> _What to do_
When a line of the entries contains the word "poisoned", report that line.
"""
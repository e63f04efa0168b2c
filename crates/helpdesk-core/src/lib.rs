pub mod config;
pub mod corpus;
pub mod error;
pub mod types;

pub use config::HelpdeskConfig;
pub use corpus::FaqCorpus;
pub use error::{HelpdeskError, Result};
pub use types::*;
//! Error types for the conversational core.

use helpdesk_core::error::HelpdeskError;

/// Errors from the chat engine.
#[derive(Debug, thiserror::Error)]
pub enum ChatError {
    #[error("session not found: {0}")]
    SessionNotFound(String),
    #[error("storage error: {0}")]
    StorageError(String),
}

impl From<HelpdeskError> for ChatError {
    fn from(err: HelpdeskError) -> Self {
        ChatError::StorageError(err.to_string())
    }
}

#[cfg(test)]
mod tests {
    use super::*;

    #[test]
    fn test_chat_error_display() {
        let err = ChatError::SessionNotFound("abc-123".to_string());
        assert_eq!(err.to_string(), "session not found: abc-123");

        let err = ChatError::StorageError("session lock poisoned".to_string());
        assert_eq!(err.to_string(), "storage error: session lock poisoned");
    }

    #[test]
    fn test_chat_error_from_helpdesk_error() {
        let err: ChatError = HelpdeskError::Corpus("empty".to_string()).into();
        assert!(matches!(err, ChatError::StorageError(_)));
        assert!(err.to_string().contains("empty"));
    }

    #[test]
    fn test_session_not_found_preserves_arbitrary_ids() {
        let err = ChatError::SessionNotFound(String::new());
        assert_eq!(err.to_string(), "session not found: ");

        let err = ChatError::SessionNotFound("not-a-uuid \u{00e9}".to_string());
        assert!(err.to_string().contains("not-a-uuid \u{00e9}"));
    }

    #[test]
    fn test_errors_implement_debug() {
        let dbg = format!("{:?}", ChatError::SessionNotFound("x".into()));
        assert!(dbg.contains("SessionNotFound"));
        let dbg = format!("{:?}", ChatError::StorageError("x".into()));
        assert!(dbg.contains("StorageError"));
    }
}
"""
> _Output below_
        let err = ChatError::StorageError("session lock poisoned".to_string());
        assert_eq!(err.to_string(), "storage error: session lock poisoned");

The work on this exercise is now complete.